:: EXTRACTED MATERIAL

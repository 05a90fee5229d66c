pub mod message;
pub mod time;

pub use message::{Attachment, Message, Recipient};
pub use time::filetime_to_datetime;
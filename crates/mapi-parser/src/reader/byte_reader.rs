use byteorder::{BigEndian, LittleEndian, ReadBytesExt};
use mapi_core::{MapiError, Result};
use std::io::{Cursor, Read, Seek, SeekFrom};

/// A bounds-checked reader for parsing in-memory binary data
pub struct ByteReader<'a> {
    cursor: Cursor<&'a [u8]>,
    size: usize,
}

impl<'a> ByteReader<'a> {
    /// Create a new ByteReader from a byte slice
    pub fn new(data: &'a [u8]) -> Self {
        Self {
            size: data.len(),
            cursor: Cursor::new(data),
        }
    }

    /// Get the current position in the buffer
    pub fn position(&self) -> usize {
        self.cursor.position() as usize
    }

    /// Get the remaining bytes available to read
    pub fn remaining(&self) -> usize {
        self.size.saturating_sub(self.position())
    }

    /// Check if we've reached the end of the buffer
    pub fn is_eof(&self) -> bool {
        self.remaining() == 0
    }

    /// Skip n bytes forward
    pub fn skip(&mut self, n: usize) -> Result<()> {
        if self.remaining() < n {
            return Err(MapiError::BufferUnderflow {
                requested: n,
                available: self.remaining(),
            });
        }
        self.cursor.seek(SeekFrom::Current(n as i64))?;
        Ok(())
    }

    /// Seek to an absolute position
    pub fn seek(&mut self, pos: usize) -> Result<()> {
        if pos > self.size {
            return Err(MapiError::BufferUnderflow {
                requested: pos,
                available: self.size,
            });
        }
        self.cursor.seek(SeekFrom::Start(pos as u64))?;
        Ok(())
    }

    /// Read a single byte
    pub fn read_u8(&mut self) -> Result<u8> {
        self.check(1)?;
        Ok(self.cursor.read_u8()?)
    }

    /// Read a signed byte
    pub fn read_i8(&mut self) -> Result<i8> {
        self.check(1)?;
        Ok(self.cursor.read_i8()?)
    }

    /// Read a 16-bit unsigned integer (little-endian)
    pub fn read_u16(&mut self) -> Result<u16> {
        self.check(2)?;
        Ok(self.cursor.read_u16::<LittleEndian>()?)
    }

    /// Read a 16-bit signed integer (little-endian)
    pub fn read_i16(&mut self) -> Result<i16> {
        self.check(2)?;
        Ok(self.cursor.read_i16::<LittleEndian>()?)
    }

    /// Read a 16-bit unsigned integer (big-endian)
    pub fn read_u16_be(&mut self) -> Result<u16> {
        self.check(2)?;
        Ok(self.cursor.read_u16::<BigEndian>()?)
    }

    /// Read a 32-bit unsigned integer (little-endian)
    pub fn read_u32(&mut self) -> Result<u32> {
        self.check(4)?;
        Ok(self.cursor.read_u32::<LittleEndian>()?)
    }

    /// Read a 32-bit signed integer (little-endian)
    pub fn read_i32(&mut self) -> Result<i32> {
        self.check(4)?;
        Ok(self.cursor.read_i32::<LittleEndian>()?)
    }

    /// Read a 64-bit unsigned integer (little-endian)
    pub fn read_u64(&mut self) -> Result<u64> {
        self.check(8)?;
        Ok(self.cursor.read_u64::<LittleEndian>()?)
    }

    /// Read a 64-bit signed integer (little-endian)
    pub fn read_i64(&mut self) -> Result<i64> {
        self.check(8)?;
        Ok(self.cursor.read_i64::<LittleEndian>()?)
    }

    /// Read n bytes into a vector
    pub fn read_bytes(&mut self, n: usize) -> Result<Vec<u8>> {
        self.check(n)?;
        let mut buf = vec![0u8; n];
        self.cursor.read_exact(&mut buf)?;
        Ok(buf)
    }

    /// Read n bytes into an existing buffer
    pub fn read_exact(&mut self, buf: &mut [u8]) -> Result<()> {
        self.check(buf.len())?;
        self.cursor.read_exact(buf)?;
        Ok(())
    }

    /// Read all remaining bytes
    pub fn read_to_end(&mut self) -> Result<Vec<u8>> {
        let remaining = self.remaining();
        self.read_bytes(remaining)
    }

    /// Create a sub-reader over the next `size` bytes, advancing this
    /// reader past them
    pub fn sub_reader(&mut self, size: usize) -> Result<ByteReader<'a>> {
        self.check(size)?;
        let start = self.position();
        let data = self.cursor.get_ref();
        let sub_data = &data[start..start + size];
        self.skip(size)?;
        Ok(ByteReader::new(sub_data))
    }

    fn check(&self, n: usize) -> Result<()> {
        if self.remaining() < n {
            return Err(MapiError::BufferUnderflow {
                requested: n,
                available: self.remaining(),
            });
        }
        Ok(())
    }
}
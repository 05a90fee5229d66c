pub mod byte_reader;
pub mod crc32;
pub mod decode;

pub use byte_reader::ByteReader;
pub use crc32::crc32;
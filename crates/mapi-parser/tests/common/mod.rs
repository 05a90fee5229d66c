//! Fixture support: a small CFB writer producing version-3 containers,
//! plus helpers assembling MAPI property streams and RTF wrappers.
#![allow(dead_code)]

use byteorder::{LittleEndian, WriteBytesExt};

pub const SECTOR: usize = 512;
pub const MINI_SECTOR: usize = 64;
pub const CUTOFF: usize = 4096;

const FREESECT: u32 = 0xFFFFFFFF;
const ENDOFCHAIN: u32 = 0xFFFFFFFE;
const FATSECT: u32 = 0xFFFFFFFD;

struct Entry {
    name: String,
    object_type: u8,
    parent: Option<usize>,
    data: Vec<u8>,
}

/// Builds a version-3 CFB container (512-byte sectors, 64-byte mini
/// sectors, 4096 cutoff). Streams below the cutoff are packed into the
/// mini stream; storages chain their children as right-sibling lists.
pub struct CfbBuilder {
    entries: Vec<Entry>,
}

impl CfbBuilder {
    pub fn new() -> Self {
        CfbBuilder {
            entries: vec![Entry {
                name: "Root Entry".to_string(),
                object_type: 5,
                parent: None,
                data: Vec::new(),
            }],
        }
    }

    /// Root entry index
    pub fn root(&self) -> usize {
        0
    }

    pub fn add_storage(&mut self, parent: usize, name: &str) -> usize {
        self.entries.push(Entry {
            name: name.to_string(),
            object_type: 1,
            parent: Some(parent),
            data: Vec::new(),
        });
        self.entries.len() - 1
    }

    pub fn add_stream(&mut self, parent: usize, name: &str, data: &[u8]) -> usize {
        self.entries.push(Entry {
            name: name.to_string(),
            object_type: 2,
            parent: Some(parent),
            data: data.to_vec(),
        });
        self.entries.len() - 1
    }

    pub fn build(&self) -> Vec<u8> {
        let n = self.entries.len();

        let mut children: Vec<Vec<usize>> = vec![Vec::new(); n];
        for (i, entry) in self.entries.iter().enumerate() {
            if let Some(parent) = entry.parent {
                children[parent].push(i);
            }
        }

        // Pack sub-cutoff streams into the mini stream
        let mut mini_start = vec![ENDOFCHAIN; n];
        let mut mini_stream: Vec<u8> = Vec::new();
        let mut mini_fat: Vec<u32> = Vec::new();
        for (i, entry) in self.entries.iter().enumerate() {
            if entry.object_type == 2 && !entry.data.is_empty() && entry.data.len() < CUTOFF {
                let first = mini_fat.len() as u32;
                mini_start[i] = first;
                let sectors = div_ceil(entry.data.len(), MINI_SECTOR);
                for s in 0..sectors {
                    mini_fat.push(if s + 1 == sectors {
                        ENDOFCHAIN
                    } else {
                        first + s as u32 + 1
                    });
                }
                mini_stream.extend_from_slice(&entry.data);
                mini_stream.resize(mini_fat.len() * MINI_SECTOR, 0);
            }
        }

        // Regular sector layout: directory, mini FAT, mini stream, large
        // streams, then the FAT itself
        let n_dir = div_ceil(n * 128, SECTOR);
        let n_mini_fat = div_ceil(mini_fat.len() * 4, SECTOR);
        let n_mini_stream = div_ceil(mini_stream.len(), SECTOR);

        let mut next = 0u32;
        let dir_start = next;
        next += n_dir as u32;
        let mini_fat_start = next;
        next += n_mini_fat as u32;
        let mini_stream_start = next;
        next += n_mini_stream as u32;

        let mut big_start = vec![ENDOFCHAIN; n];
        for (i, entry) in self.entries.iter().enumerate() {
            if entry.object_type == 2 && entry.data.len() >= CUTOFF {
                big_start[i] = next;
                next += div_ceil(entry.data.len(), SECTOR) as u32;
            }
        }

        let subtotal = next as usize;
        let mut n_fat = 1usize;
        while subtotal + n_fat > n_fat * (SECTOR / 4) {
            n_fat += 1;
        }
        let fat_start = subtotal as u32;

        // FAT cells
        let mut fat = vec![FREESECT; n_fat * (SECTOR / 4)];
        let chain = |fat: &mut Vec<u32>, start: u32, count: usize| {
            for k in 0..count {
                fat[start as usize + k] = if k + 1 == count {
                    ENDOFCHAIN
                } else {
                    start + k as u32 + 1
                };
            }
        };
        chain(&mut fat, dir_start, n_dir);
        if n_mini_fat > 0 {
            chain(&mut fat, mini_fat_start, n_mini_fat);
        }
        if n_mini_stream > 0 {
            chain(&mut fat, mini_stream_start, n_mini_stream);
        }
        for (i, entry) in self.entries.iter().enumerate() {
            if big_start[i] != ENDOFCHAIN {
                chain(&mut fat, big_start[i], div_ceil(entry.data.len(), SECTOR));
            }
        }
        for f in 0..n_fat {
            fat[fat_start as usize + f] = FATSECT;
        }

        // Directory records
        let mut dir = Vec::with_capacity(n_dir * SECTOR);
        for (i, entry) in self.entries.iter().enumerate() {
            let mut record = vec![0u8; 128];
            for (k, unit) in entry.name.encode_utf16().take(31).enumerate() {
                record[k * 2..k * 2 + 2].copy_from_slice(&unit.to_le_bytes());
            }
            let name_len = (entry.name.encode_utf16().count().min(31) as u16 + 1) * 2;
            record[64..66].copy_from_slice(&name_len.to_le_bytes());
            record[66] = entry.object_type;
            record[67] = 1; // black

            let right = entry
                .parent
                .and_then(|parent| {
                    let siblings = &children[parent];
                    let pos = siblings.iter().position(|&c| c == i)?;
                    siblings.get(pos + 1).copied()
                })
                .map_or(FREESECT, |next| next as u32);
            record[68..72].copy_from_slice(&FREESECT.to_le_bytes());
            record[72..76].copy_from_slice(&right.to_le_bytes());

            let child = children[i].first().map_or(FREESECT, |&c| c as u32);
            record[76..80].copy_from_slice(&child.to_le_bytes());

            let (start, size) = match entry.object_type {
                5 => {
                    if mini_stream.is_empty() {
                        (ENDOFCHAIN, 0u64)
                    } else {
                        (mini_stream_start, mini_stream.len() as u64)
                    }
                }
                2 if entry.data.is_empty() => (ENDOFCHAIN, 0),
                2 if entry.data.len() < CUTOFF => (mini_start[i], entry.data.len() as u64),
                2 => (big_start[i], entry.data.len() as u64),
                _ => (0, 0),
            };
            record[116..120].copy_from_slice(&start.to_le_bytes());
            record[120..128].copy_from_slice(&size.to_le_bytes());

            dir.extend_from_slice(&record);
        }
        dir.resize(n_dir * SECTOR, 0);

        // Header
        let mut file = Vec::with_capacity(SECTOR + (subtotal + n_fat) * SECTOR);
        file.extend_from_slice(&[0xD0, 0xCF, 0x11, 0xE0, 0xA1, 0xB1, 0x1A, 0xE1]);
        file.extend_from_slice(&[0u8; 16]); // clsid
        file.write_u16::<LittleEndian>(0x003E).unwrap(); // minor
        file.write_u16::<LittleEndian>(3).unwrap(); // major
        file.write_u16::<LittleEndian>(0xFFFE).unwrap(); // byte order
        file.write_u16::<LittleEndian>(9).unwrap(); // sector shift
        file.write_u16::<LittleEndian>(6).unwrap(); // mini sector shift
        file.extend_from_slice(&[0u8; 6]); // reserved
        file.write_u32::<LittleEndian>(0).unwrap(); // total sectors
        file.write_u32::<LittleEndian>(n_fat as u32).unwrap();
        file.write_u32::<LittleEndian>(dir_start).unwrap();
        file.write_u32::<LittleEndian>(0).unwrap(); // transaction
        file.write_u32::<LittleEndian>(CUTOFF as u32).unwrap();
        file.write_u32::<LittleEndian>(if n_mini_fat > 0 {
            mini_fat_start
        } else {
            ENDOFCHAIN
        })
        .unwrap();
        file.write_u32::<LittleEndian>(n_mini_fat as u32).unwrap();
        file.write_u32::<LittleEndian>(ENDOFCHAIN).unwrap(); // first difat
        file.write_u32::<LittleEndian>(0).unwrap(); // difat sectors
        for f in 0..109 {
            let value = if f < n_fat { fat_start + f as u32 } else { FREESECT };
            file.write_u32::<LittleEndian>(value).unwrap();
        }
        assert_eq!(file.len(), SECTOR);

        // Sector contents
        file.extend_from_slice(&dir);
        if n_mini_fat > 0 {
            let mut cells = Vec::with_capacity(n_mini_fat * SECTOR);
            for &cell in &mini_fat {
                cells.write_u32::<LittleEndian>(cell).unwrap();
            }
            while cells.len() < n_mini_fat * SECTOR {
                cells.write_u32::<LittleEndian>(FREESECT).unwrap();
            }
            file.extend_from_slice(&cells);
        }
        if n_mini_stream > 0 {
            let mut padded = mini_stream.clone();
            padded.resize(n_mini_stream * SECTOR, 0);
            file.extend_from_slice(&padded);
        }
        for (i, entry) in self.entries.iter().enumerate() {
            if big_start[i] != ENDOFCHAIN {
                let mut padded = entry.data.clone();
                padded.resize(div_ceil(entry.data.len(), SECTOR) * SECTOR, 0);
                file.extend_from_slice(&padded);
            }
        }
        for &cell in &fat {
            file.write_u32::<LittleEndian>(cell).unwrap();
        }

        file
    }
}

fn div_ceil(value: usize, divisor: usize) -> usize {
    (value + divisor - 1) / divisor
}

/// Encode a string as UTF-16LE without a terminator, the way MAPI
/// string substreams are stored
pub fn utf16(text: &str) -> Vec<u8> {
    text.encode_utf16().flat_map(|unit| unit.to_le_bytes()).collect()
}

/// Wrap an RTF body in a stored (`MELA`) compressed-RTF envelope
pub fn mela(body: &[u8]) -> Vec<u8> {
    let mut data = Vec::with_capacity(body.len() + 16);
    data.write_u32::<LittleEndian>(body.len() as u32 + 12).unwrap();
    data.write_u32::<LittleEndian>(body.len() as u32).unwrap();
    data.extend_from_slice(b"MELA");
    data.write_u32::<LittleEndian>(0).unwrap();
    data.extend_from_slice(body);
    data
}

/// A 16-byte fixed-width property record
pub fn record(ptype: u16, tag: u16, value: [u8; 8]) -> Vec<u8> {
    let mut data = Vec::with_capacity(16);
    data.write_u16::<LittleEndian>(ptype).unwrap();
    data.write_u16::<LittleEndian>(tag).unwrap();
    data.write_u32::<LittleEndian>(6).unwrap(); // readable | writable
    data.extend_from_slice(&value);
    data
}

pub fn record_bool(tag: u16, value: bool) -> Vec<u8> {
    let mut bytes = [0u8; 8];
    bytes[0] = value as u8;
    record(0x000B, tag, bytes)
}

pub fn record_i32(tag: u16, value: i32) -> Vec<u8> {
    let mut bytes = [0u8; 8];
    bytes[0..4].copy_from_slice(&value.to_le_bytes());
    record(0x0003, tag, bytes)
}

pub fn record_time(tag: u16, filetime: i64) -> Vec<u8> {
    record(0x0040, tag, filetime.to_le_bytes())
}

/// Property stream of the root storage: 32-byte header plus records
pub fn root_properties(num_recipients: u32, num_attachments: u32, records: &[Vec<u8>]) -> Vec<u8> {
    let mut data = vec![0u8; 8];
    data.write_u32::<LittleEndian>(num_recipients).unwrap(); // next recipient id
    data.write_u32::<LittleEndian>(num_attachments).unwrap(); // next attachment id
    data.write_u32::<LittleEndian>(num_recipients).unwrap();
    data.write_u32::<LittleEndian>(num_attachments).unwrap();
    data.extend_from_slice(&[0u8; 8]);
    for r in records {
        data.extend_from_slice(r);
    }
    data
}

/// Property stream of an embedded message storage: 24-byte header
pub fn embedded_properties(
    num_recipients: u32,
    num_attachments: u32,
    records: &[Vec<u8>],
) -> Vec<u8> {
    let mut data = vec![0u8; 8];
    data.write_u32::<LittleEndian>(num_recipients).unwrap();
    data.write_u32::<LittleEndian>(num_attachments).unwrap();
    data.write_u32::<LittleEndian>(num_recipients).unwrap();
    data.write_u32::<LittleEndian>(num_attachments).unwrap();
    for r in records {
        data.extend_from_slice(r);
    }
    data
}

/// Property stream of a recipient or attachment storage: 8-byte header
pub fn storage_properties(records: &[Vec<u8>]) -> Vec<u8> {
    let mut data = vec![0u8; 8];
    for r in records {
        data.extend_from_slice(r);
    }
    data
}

::::

_EXERCISE AIM_
Scan the material above for lines that contain the string "sectors", and copy each such line.

_RESPONSE TO THE TASK_
/// Builds a version-3 CFB container (512-byte sectors, 64-byte mini
/// sectors, 4096 cutoff). Streams below the cutoff are packed into the
                let sectors = div_ceil(entry.data.len(), MINI_SECTOR);
                for s in 0..sectors {
                    mini_fat.push(if s + 1 == sectors {
        file.write_u32::<LittleEndian>(0).unwrap(); // total sectors
        file.write_u32::<LittleEndian>(0).unwrap(); // difat sectors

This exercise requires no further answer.